If the following angles are supplementary, find the measure of the missing angle.

\begin{align*}\angle A = 102^\circ \text{ then } \angle B = ?\end{align*}

First, draw a diagram to model the problem.

License: CC BY-NC 3.0

Next, state the relationship between \begin{align*}\angle A\end{align*} and \begin{align*}\angle B\end{align*}.

\begin{align*}\angle A\end{align*} and \begin{align*}\angle B\end{align*} are supplementary angles.
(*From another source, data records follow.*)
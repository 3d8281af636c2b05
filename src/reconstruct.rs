//! Per-user record reconstruction.
//!
//! After the leading `raw.json`, an archive is a flat list of entries named
//! `<user>.<...>.<extension>`. [`Reconstructor`] turns that list into one
//! [`UserRecord`] per user, holding at most one record back:
//!
//! ```text
//! alice.mail.header  → pending = alice
//! alice.mail         → pending body
//! bob.mail.header    → flush alice, pending = bob
//! bob.mail           → pending body
//! bob.mail.empty     → pending cleared (bob contributes nothing)
//! <end>              → flush pending, if any
//! ```

use std::io::Read;

use tracing::debug;

use crate::error::{IngestError, Result};
use crate::models::RawMetadata;

/// Name of the metadata entry that must open every archive.
pub const METADATA_ENTRY: &str = "raw.json";

/// The meaning of an entry, from its extension.
#[derive(Debug, Clone, PartialEq, Eq)]
pub enum EntryKind {
    Header,
    Mail,
    Empty,
    Other(String),
}

/// A parsed entry name.
#[derive(Debug, Clone, PartialEq, Eq)]
pub struct EntryName {
    pub user: String,
    pub kind: EntryKind,
}

/// Splits an entry name into user prefix (before the first dot) and
/// extension (after the last dot).
///
/// A username that itself contains a dot is cut at that dot.
pub fn parse_entry_name(name: &str) -> Result<EntryName> {
    let Some((user, rest)) = name.split_once('.') else {
        return Err(IngestError::FilenameFormat(name.to_string()));
    };
    if rest.is_empty() || name.ends_with('.') {
        return Err(IngestError::FilenameFormat(name.to_string()));
    }
    let extension = rest.rsplit_once('.').map_or(rest, |(_, ext)| ext);
    let kind = match extension {
        "header" => EntryKind::Header,
        "mail" => EntryKind::Mail,
        "empty" => EntryKind::Empty,
        other => EntryKind::Other(other.to_string()),
    };
    Ok(EntryName {
        user: user.to_string(),
        kind,
    })
}

/// Decodes the metadata entry, which must be named `raw.json`.
pub fn read_metadata(name: &str, payload: &mut dyn Read) -> Result<RawMetadata> {
    if name != METADATA_ENTRY {
        return Err(IngestError::MetadataMismatch {
            found: Some(name.to_string()),
        });
    }
    let buf = read_payload(payload)?;
    Ok(serde_json::from_slice(&buf)?)
}

/// One user's header and body blobs.
#[derive(Debug, Clone, Default, PartialEq, Eq)]
pub struct UserRecord {
    pub user: String,
    pub header: Vec<u8>,
    pub body: Vec<u8>,
}

/// One-record lookahead state machine over archive entries.
#[derive(Debug, Default)]
pub struct Reconstructor {
    pending: Option<UserRecord>,
}

impl Reconstructor {
    pub fn new() -> Self {
        Self::default()
    }

    /// Feeds one entry. Returns the previously pending record when this
    /// entry starts a new user.
    ///
    /// A header with an empty user prefix (`.m.header`) ends the pending
    /// record but never becomes pending itself, so it is never emitted.
    ///
    /// The payload is only read for `header` and `mail` entries.
    pub fn accept(&mut self, name: &str, payload: &mut dyn Read) -> Result<Option<UserRecord>> {
        let parsed = parse_entry_name(name)?;
        match parsed.kind {
            EntryKind::Header => {
                let header = read_payload(payload)?;
                let same_user = self
                    .pending
                    .as_ref()
                    .is_some_and(|p| p.user == parsed.user);
                if same_user {
                    if let Some(pending) = self.pending.as_mut() {
                        pending.header = header;
                    }
                    return Ok(None);
                }
                let flushed = self.pending.take();
                if parsed.user.is_empty() {
                    debug!(entry = name, "header without a user prefix, nothing pending");
                } else {
                    self.pending = Some(UserRecord {
                        user: parsed.user,
                        header,
                        body: Vec::new(),
                    });
                }
                Ok(flushed)
            }
            EntryKind::Mail => {
                let body = read_payload(payload)?;
                match self.pending.as_mut() {
                    Some(pending) => pending.body = body,
                    None => debug!(entry = name, "mail entry without a pending header, ignored"),
                }
                Ok(None)
            }
            EntryKind::Empty => {
                self.pending = None;
                Ok(None)
            }
            EntryKind::Other(ext) => {
                debug!(entry = name, extension = %ext, "unrecognized entry skipped");
                Ok(None)
            }
        }
    }

    /// Ends the input, returning the pending record if there is one.
    pub fn finish(self) -> Option<UserRecord> {
        self.pending
    }
}

fn read_payload(payload: &mut dyn Read) -> Result<Vec<u8>> {
    let mut buf = Vec::new();
    payload
        .read_to_end(&mut buf)
        .map_err(IngestError::ArchiveRead)?;
    Ok(buf)
}

#[cfg(test)]
mod tests {
    use super::*;

    fn feed(r: &mut Reconstructor, name: &str, payload: &str) -> Option<UserRecord> {
        r.accept(name, &mut payload.as_bytes()).unwrap()
    }

    #[test]
    fn test_parse_entry_name() {
        let parsed = parse_entry_name("alice.mail.header").unwrap();
        assert_eq!(parsed.user, "alice");
        assert_eq!(parsed.kind, EntryKind::Header);

        assert_eq!(parse_entry_name("alice.mail").unwrap().kind, EntryKind::Mail);
        assert_eq!(
            parse_entry_name("alice.mail.empty").unwrap().kind,
            EntryKind::Empty
        );
        assert_eq!(
            parse_entry_name("alice.notes.txt").unwrap().kind,
            EntryKind::Other("txt".into())
        );
    }

    #[test]
    fn test_dotted_username_is_truncated() {
        let parsed = parse_entry_name("j.doe.mail.header").unwrap();
        assert_eq!(parsed.user, "j");
        assert_eq!(parsed.kind, EntryKind::Header);
    }

    #[test]
    fn test_malformed_entry_names() {
        for name in ["alice", "alice.", "alice.mail.", ""] {
            assert!(
                matches!(parse_entry_name(name), Err(IngestError::FilenameFormat(_))),
                "{name:?} should be rejected"
            );
        }
    }

    #[test]
    fn test_read_metadata_requires_name() {
        let err = read_metadata("alice.mail", &mut "{}".as_bytes()).unwrap_err();
        assert!(matches!(err, IngestError::MetadataMismatch { found: Some(n) } if n == "alice.mail"));

        let err = read_metadata(METADATA_ENTRY, &mut "{not json".as_bytes()).unwrap_err();
        assert!(matches!(err, IngestError::MetadataDecode(_)));

        let raw = read_metadata(
            METADATA_ENTRY,
            &mut r#"{"started":1,"updated":2,"data":{}}"#.as_bytes(),
        )
        .unwrap();
        assert_eq!((raw.started, raw.updated), (1, 2));
    }

    #[test]
    fn test_flush_on_new_user_and_at_end() {
        let mut r = Reconstructor::new();
        assert_eq!(feed(&mut r, "alice.mail.header", "H1"), None);
        assert_eq!(feed(&mut r, "alice.mail", "B1"), None);

        let alice = feed(&mut r, "bob.mail.header", "H2").unwrap();
        assert_eq!(alice.user, "alice");
        assert_eq!(alice.header, b"H1");
        assert_eq!(alice.body, b"B1");

        assert_eq!(feed(&mut r, "bob.mail", "B2"), None);
        let bob = r.finish().unwrap();
        assert_eq!(bob.user, "bob");
        assert_eq!(bob.body, b"B2");
    }

    #[test]
    fn test_same_user_header_overwrites_without_flush() {
        let mut r = Reconstructor::new();
        feed(&mut r, "alice.mail.header", "old");
        feed(&mut r, "alice.mail", "body");
        assert_eq!(feed(&mut r, "alice.mail.header", "new"), None);
        let alice = r.finish().unwrap();
        assert_eq!(alice.header, b"new");
        assert_eq!(alice.body, b"body");
    }

    #[test]
    fn test_mail_not_adjacent_to_header() {
        let mut r = Reconstructor::new();
        feed(&mut r, "alice.mail.header", "H");
        feed(&mut r, "alice.attachment.txt", "ignored");
        feed(&mut r, "alice.mail", "late body");
        assert_eq!(r.finish().unwrap().body, b"late body");
    }

    #[test]
    fn test_empty_marker_drops_pending_user() {
        let mut r = Reconstructor::new();
        feed(&mut r, "alice.mail.header", "H");
        feed(&mut r, "alice.mail", "B");
        assert_eq!(feed(&mut r, "alice.mail.empty", ""), None);
        // nothing pending, so the next header flushes nothing
        assert_eq!(feed(&mut r, "bob.mail.header", "H2"), None);
        assert_eq!(r.finish().unwrap().user, "bob");
    }

    #[test]
    fn test_new_user_does_not_inherit_previous_body() {
        let mut r = Reconstructor::new();
        feed(&mut r, "alice.mail.header", "H");
        feed(&mut r, "alice.mail", "alice body");
        feed(&mut r, "bob.mail.header", "H2");
        assert!(r.finish().unwrap().body.is_empty());
    }

    #[test]
    fn test_empty_user_prefix_is_never_emitted() {
        let mut r = Reconstructor::new();
        feed(&mut r, "alice.m.header", "H");
        feed(&mut r, "alice.m.mail", "B");
        let alice = feed(&mut r, ".m.header", "anon header").unwrap();
        assert_eq!(alice.user, "alice");
        assert_eq!(feed(&mut r, ".m.mail", "secret"), None);
        assert_eq!(r.finish(), None);

        let mut r = Reconstructor::new();
        feed(&mut r, ".m.header", "anon header");
        feed(&mut r, ".m.mail", "secret");
        assert_eq!(feed(&mut r, "bob.m.header", "H"), None);
        let bob = r.finish().unwrap();
        assert_eq!(bob.user, "bob");
        assert!(bob.body.is_empty());
    }

    #[test]
    fn test_bad_name_is_reported() {
        let mut r = Reconstructor::new();
        let err = r.accept("noextension", &mut "".as_bytes()).unwrap_err();
        assert!(err.is_structural());
    }
}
The sum of the angles is 180°.

Next, express the relationship using symbols.

\begin{align*}\angle A + \angle B = 180^\circ\end{align*}

Next, substitute the measure of \begin{align*}\angle A\end{align*} into the equation.

\begin{align*}102^\circ + \angle B = 180^\circ\end{align*}

Next, subtract 102° from both sides of the equation.

\begin{align*}\begin{array}{rcl} 102^\circ + \angle B &=& 180^\circ\\ 102^\circ - 102^\circ + \angle B &=& 180^\circ - 102^\circ \end{array}\end{align*}

Then, simplify both sides of the equation.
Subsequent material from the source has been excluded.